Prompt: Filter the lines below, keeping each one that holds "DeviceAddress".

Dataset entries:
=== Begin Enclosure ===

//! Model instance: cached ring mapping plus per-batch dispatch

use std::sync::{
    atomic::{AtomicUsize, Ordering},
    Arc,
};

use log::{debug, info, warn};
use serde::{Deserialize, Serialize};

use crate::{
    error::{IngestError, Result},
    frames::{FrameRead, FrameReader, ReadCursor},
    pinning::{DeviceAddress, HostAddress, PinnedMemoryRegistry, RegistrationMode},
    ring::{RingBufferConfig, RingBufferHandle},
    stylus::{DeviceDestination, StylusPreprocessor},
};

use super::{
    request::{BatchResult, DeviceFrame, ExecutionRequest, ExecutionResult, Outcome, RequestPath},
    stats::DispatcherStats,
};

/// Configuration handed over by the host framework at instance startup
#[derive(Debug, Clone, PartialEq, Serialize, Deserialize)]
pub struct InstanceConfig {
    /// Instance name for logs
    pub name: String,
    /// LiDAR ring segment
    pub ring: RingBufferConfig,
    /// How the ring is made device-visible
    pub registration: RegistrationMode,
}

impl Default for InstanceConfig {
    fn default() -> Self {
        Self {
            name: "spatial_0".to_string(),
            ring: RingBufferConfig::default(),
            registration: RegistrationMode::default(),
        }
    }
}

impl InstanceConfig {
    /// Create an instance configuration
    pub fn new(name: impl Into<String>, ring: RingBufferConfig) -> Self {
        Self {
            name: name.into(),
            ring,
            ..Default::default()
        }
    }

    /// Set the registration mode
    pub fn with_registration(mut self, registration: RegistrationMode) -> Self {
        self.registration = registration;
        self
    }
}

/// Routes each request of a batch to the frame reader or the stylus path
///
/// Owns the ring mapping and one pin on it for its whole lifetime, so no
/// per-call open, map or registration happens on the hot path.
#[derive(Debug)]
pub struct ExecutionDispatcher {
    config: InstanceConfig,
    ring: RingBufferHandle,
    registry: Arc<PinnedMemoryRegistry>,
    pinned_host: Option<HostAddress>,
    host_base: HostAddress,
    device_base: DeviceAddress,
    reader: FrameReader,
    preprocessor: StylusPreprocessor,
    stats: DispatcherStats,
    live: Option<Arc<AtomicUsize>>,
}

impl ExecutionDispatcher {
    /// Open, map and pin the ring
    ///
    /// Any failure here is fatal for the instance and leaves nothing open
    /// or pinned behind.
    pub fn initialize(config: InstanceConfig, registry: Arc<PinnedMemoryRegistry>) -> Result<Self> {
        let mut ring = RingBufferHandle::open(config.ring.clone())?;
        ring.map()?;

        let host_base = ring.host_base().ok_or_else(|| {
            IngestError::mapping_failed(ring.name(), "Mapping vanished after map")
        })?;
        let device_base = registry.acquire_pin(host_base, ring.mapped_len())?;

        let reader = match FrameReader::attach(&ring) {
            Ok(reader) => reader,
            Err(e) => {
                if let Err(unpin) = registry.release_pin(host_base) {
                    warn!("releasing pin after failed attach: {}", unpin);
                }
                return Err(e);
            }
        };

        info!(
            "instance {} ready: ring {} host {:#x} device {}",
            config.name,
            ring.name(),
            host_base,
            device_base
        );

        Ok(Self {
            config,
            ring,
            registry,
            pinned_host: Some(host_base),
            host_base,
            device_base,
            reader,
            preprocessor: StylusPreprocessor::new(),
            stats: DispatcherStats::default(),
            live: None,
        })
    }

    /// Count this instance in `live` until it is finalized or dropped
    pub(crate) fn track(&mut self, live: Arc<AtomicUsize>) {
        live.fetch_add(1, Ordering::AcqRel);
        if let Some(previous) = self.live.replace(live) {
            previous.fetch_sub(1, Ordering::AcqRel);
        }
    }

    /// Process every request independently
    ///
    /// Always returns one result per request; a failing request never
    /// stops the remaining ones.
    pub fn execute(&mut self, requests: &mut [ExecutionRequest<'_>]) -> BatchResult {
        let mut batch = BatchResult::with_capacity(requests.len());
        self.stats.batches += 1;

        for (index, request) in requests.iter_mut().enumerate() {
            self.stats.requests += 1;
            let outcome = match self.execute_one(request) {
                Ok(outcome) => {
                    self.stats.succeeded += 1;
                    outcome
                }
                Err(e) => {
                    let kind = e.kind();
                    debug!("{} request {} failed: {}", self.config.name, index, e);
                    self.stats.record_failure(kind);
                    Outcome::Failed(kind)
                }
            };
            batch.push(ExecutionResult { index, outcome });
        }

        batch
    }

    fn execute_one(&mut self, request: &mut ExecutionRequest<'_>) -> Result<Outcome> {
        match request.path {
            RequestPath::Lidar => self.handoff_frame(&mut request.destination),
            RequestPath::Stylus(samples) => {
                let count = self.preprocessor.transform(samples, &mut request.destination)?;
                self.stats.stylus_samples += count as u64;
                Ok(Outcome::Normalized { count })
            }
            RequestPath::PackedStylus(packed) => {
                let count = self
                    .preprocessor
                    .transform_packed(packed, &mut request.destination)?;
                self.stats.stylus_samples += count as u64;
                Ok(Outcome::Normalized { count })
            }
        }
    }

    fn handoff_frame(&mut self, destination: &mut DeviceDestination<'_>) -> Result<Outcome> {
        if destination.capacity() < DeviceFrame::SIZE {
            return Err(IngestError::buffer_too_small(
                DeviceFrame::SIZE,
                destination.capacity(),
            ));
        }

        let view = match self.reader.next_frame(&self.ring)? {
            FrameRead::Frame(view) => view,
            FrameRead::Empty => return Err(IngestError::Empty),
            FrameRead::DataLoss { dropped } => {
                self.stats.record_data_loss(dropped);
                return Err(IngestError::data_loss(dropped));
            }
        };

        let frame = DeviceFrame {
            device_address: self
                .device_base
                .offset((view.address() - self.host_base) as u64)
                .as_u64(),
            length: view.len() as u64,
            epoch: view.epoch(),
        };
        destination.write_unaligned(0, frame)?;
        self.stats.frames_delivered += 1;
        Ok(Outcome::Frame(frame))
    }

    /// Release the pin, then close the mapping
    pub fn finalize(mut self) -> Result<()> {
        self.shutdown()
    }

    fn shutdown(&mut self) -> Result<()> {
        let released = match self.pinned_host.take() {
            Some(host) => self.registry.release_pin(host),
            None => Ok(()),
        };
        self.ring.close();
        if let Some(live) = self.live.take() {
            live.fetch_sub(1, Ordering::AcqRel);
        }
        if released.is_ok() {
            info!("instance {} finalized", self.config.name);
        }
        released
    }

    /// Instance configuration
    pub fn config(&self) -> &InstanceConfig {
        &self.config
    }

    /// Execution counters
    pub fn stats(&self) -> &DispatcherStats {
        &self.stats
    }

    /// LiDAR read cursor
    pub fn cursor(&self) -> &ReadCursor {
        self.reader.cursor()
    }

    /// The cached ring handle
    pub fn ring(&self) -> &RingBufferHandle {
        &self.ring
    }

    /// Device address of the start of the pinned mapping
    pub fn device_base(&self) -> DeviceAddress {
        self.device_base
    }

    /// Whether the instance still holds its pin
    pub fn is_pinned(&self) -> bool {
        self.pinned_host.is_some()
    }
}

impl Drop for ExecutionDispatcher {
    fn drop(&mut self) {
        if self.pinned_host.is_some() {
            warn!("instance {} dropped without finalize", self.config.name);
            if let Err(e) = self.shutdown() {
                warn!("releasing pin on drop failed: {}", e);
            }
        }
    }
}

=== End Enclosure ===
=== Begin Enclosure ===

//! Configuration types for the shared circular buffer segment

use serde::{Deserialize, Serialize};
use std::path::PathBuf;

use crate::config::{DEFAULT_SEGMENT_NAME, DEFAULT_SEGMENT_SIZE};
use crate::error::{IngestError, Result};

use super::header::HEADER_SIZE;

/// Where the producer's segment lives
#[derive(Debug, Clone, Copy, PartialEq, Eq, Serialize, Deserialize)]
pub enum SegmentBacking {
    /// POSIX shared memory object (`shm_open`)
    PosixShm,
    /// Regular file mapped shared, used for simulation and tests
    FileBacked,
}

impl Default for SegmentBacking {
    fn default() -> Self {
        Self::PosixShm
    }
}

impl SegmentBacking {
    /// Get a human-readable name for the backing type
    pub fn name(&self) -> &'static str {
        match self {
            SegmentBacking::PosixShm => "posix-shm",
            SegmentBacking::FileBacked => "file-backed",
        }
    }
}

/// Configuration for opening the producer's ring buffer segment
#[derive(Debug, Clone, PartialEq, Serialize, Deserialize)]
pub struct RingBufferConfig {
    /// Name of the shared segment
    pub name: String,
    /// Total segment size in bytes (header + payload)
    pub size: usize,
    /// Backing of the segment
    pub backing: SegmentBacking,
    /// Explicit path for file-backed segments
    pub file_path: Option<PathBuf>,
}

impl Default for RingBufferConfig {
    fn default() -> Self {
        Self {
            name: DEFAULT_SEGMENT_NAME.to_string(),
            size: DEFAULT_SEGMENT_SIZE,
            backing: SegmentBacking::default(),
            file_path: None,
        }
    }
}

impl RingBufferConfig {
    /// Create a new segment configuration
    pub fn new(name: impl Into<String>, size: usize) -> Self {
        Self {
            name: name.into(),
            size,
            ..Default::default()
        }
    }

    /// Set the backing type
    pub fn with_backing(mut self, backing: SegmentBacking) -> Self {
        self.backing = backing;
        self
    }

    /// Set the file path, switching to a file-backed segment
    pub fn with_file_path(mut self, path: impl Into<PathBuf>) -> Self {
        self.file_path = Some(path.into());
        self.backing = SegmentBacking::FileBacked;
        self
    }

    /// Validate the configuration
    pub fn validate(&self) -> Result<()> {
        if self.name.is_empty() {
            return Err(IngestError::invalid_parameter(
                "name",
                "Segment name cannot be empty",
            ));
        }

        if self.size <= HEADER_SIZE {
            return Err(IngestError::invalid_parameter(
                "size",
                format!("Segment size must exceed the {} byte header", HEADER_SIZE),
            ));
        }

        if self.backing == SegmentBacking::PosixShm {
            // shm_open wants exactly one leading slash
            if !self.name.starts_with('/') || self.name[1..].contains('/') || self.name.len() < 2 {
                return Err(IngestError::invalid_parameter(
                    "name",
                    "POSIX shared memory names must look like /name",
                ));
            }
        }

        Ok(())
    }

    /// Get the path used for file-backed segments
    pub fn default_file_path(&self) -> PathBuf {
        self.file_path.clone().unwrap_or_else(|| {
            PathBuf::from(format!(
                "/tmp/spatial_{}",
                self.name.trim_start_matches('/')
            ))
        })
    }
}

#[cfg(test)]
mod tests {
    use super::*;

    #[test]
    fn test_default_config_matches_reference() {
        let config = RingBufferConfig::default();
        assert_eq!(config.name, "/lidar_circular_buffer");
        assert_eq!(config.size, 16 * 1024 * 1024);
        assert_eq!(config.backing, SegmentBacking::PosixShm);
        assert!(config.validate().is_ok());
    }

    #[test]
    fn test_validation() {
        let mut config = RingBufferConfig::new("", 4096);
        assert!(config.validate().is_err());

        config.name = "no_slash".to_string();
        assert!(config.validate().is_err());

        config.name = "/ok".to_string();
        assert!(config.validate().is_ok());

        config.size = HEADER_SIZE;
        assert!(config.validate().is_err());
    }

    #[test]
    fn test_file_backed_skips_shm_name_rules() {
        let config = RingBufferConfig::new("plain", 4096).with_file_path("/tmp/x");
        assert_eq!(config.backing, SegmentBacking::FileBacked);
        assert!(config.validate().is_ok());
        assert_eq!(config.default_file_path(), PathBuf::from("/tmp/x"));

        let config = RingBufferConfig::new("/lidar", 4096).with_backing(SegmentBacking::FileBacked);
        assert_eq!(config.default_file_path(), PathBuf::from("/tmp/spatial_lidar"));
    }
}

=== End Enclosure ===
=== Begin Enclosure ===

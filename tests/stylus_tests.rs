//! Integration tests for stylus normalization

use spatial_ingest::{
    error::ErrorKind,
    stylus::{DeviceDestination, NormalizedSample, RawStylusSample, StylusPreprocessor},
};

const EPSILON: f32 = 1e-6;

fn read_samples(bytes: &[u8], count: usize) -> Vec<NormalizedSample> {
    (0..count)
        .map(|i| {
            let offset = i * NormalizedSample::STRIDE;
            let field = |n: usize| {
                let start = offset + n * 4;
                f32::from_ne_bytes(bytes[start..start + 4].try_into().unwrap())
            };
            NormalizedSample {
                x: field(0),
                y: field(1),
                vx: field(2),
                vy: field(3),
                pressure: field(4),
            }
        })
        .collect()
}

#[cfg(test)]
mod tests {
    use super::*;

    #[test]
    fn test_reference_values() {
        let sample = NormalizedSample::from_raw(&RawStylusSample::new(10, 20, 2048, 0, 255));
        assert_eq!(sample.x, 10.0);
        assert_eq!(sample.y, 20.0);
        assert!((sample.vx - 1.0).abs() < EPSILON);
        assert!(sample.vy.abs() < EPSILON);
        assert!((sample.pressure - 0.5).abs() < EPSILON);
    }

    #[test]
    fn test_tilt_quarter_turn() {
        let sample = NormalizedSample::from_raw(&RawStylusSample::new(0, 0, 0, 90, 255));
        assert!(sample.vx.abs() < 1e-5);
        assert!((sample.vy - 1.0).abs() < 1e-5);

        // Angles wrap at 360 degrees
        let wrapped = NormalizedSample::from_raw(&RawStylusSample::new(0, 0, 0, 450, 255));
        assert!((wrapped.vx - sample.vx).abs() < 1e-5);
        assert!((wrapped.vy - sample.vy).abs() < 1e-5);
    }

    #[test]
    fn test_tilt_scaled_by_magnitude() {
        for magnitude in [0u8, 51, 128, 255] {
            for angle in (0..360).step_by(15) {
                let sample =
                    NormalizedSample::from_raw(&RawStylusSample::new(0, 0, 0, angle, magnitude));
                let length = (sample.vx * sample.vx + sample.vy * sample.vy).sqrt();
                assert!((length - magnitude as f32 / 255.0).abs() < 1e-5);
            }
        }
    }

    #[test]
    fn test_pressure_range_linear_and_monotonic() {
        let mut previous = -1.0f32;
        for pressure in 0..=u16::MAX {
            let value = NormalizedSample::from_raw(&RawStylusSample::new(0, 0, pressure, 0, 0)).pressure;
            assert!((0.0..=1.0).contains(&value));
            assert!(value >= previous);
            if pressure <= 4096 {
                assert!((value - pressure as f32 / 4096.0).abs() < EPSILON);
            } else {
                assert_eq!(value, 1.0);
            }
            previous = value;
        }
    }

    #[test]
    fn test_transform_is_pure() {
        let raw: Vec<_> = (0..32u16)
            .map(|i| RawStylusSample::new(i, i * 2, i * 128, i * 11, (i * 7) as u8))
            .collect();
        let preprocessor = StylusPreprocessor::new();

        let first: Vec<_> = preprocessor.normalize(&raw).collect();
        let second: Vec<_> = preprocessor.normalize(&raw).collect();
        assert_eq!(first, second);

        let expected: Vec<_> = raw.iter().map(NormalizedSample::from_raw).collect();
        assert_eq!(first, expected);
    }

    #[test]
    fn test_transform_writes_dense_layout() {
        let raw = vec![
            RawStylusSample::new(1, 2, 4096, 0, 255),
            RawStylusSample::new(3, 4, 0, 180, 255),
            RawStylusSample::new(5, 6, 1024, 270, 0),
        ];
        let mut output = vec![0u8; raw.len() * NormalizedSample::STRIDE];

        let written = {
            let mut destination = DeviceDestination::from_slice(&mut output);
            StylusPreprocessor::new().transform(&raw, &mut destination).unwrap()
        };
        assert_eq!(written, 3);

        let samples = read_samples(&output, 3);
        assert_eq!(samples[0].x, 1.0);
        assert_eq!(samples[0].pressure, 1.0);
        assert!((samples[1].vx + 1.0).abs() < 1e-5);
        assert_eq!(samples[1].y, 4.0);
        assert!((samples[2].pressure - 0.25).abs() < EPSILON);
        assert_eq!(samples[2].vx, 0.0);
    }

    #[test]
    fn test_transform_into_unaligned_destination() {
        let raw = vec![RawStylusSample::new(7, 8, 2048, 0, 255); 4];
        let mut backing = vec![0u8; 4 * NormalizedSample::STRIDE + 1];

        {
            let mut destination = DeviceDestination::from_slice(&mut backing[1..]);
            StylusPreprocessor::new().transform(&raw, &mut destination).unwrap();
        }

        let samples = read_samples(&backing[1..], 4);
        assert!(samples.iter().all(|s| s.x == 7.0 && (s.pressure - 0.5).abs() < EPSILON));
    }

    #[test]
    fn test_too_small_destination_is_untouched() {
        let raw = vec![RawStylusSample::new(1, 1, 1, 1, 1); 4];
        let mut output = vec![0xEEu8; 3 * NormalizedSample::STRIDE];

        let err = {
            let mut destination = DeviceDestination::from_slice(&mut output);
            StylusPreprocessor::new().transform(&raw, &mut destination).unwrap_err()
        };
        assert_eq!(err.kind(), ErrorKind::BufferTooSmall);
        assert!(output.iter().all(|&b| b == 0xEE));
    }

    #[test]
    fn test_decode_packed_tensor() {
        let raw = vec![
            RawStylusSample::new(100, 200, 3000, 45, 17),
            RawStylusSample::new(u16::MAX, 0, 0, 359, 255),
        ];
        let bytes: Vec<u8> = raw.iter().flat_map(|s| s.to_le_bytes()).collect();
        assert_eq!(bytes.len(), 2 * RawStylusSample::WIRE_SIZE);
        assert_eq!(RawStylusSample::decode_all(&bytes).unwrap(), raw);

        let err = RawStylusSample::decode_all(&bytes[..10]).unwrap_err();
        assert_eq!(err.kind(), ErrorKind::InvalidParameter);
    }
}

=== End Enclosure ===

Solution to the exercise:
    pinning::{DeviceAddress, HostAddress, PinnedMemoryRegistry, RegistrationMode},
    device_base: DeviceAddress,
    pub fn device_base(&self) -> DeviceAddress {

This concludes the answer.